Activity -
Extract, from the records beneath this instruction, each line that contains the word "count".

Records from a dataset

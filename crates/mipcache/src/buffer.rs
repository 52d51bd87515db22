//! Flat in-memory texture raster.
//!
//! [`TextureBuffer`] stores a `width x height` raster of interleaved
//! channels in its native storage type. Channel `c` of pixel `(x, y)` lives
//! at `(y * width + x) * channels + c`.
//!
//! Buffers are written once while a texture is populated (either decoded
//! from file bytes or filled with [`set_pixel`](TextureBuffer::set_pixel))
//! and read-only afterwards.
//!
//! # Example
//!
//! ```rust
//! use mipcache::{SampleIterator, TextureBuffer};
//! use mipcache_core::Support;
//!
//! let mut buf = TextureBuffer::<u8>::new(4, 4, 3);
//! buf.set_pixel(1, 2, &[1.0, 0.5, 0.0]).unwrap();
//!
//! let mut it = buf.iter(Support::new(1, 2, 2, 3));
//! assert!(it.valid());
//! assert_eq!(it.sample().get(0), 1.0);
//! it.advance().unwrap();
//! assert!(!it.valid());
//! ```

use mipcache_core::{decode_le, ChannelLayout, Error, PixelFormat, Result, Support};

use crate::error::TexResult;
use crate::iter::{table_start, RegularCursor, SampleIterator, StochasticCursor};
use crate::random::RandomOffsetTable;
use crate::sample::SampleVector;

/// Flat 2D pixel array generic over channel storage.
#[derive(Debug, Clone, PartialEq)]
pub struct TextureBuffer<T: PixelFormat> {
    width: u32,
    height: u32,
    channels: u32,
    data: Vec<T>,
}

fn checked_len(width: u32, height: u32, channels: u32) -> Result<usize> {
    (width as usize)
        .checked_mul(height as usize)
        .and_then(|n| n.checked_mul(channels as usize))
        .ok_or_else(|| Error::invalid_dimensions(width, height, channels, "size overflows usize"))
}

impl<T: PixelFormat> TextureBuffer<T> {
    /// Creates a zero-filled buffer.
    ///
    /// # Panics
    ///
    /// Panics if `width * height * channels` overflows `usize`.
    pub fn new(width: u32, height: u32, channels: u32) -> Self {
        let len = width as usize * height as usize * channels as usize;
        Self {
            width,
            height,
            channels,
            data: vec![T::default(); len],
        }
    }

    /// Adopts already-decoded storage without copying.
    ///
    /// # Errors
    ///
    /// [`Error::DataSize`] if `data.len() != width * height * channels`.
    pub fn from_vec(data: Vec<T>, width: u32, height: u32, channels: u32) -> Result<Self> {
        let expected = checked_len(width, height, channels)?;
        if data.len() != expected {
            return Err(Error::DataSize {
                expected,
                got: data.len(),
            });
        }
        Ok(Self {
            width,
            height,
            channels,
            data,
        })
    }

    /// Decodes a little-endian byte block in this buffer's storage type.
    ///
    /// # Errors
    ///
    /// [`Error::DataSize`] if the block does not hold exactly
    /// `width * height * channels` values.
    pub fn from_le_bytes(bytes: &[u8], width: u32, height: u32, channels: u32) -> Result<Self> {
        let expected = checked_len(width, height, channels)?;
        if bytes.len() != expected * T::BYTES {
            return Err(Error::DataSize {
                expected,
                got: bytes.len() / T::BYTES,
            });
        }
        Self::from_vec(decode_le(bytes), width, height, channels)
    }

    /// Reallocates the buffer with new dimensions and channel layout.
    ///
    /// Contents are reset to zero.
    ///
    /// # Errors
    ///
    /// [`Error::TypeMismatch`] if `layout.format` is not this buffer's
    /// storage type.
    pub fn resize(&mut self, width: u32, height: u32, layout: ChannelLayout) -> Result<()> {
        if layout.format != T::FORMAT {
            return Err(Error::type_mismatch(T::FORMAT, layout));
        }
        let len = checked_len(width, height, layout.channels)?;
        self.width = width;
        self.height = height;
        self.channels = layout.channels;
        self.data.clear();
        self.data.resize(len, T::default());
        Ok(())
    }

    /// Width in pixels.
    #[inline]
    pub fn width(&self) -> u32 {
        self.width
    }

    /// Height in pixels.
    #[inline]
    pub fn height(&self) -> u32 {
        self.height
    }

    /// Channels per pixel.
    #[inline]
    pub fn channels(&self) -> u32 {
        self.channels
    }

    /// Channel count and storage type.
    #[inline]
    pub fn layout(&self) -> ChannelLayout {
        ChannelLayout::new(self.channels, T::FORMAT)
    }

    /// Whole raster as a support.
    #[inline]
    pub fn extent(&self) -> Support {
        Support::from_size(self.width, self.height)
    }

    /// Raw storage in row-major interleaved order.
    #[inline]
    pub fn data(&self) -> &[T] {
        &self.data
    }

    #[inline]
    fn check(&self, x: i32, y: i32) -> Result<()> {
        if self.extent().contains(x, y) {
            Ok(())
        } else {
            Err(Error::out_of_bounds(x.into(), y.into(), self.width, self.height))
        }
    }

    #[inline]
    fn offset(&self, x: i32, y: i32) -> usize {
        (y as usize * self.width as usize + x as usize) * self.channels as usize
    }

    /// Writes logical values into pixel `(x, y)`, clamping for integer storage.
    ///
    /// Extra values beyond the channel count are ignored; missing ones leave
    /// the channel untouched.
    ///
    /// # Errors
    ///
    /// [`Error::OutOfBounds`] outside `[0, width) x [0, height)`.
    pub fn set_pixel(&mut self, x: i32, y: i32, values: &[f32]) -> Result<()> {
        self.check(x, y)?;
        let start = self.offset(x, y);
        let pixel = &mut self.data[start..start + self.channels as usize];
        for (dst, &v) in pixel.iter_mut().zip(values) {
            *dst = T::from_f32(v);
        }
        Ok(())
    }

    /// Stored channels of pixel `(x, y)`, for decode loops that already
    /// produce the storage type.
    ///
    /// # Panics
    ///
    /// Panics outside the raster.
    #[inline]
    pub fn raw(&self, x: i32, y: i32) -> &[T] {
        assert!(self.extent().contains(x, y), "pixel ({x}, {y}) outside {}x{}", self.width, self.height);
        let start = self.offset(x, y);
        &self.data[start..start + self.channels as usize]
    }

    /// Mutable stored channels of pixel `(x, y)`.
    ///
    /// # Panics
    ///
    /// Panics outside the raster.
    #[inline]
    pub fn raw_mut(&mut self, x: i32, y: i32) -> &mut [T] {
        assert!(self.extent().contains(x, y), "pixel ({x}, {y}) outside {}x{}", self.width, self.height);
        let start = self.offset(x, y);
        let channels = self.channels as usize;
        &mut self.data[start..start + channels]
    }

    /// Channels of pixel `(x, y)`.
    ///
    /// # Errors
    ///
    /// [`Error::OutOfBounds`] outside the raster.
    pub fn sample(&self, x: i32, y: i32) -> Result<SampleVector<'_, T>> {
        self.check(x, y)?;
        Ok(self.sample_unchecked(x, y))
    }

    /// Logical value of channel `c` of pixel `(x, y)`.
    ///
    /// # Errors
    ///
    /// [`Error::OutOfBounds`] outside the raster or past the last channel.
    pub fn value(&self, x: i32, y: i32, c: u32) -> Result<f32> {
        self.check(x, y)?;
        if c >= self.channels {
            return Err(Error::out_of_bounds(x.into(), y.into(), self.width, self.height));
        }
        Ok(self.data[self.offset(x, y) + c as usize].to_f32())
    }

    /// Channels of a pixel already known to be inside the raster.
    #[inline]
    pub(crate) fn sample_unchecked(&self, x: i32, y: i32) -> SampleVector<'_, T> {
        debug_assert!(self.extent().contains(x, y));
        let start = self.offset(x, y);
        SampleVector::new(&self.data[start..start + self.channels as usize])
    }

    /// Iterates over every pixel of `support` that lies inside the raster.
    pub fn iter(&self, support: Support) -> BufferIter<'_, T> {
        BufferIter {
            buffer: self,
            cursor: RegularCursor::new(support.intersect(&self.extent())),
        }
    }

    /// Iterates over `samples` table-driven positions of `support`
    /// clipped to the raster.
    ///
    /// Yields exactly `samples` pixels unless the clipped support is empty,
    /// in which case it yields none.
    pub fn stochastic_iter<'a>(
        &'a self,
        support: Support,
        samples: u32,
        table: &'a RandomOffsetTable,
    ) -> StochasticBufferIter<'a, T> {
        let clipped = support.intersect(&self.extent());
        StochasticBufferIter {
            buffer: self,
            cursor: StochasticCursor::new(clipped, samples, table, table.offset(), table_start(&clipped)),
        }
    }
}

/// Regular iterator over a [`TextureBuffer`].
#[derive(Debug)]
pub struct BufferIter<'a, T: PixelFormat> {
    buffer: &'a TextureBuffer<T>,
    cursor: RegularCursor,
}

impl<T: PixelFormat> SampleIterator<T> for BufferIter<'_, T> {
    #[inline]
    fn valid(&self) -> bool {
        self.cursor.valid()
    }

    #[inline]
    fn advance(&mut self) -> TexResult<()> {
        self.cursor.advance();
        Ok(())
    }

    #[inline]
    fn x(&self) -> i32 {
        self.cursor.x()
    }

    #[inline]
    fn y(&self) -> i32 {
        self.cursor.y()
    }

    #[inline]
    fn sample(&self) -> SampleVector<'_, T> {
        self.buffer.sample_unchecked(self.cursor.x(), self.cursor.y())
    }
}

/// Stochastic iterator over a [`TextureBuffer`].
#[derive(Debug)]
pub struct StochasticBufferIter<'a, T: PixelFormat> {
    buffer: &'a TextureBuffer<T>,
    cursor: StochasticCursor<'a>,
}

impl<T: PixelFormat> SampleIterator<T> for StochasticBufferIter<'_, T> {
    #[inline]
    fn valid(&self) -> bool {
        self.cursor.valid()
    }

    #[inline]
    fn advance(&mut self) -> TexResult<()> {
        self.cursor.advance();
        Ok(())
    }

    #[inline]
    fn x(&self) -> i32 {
        self.cursor.x()
    }

    #[inline]
    fn y(&self) -> i32 {
        self.cursor.y()
    }

    #[inline]
    fn sample(&self) -> SampleVector<'_, T> {
        self.buffer.sample_unchecked(self.cursor.x(), self.cursor.y())
    }
}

Response -
    /// Channel count and storage type.
    /// Extra values beyond the channel count are ignored; missing ones leave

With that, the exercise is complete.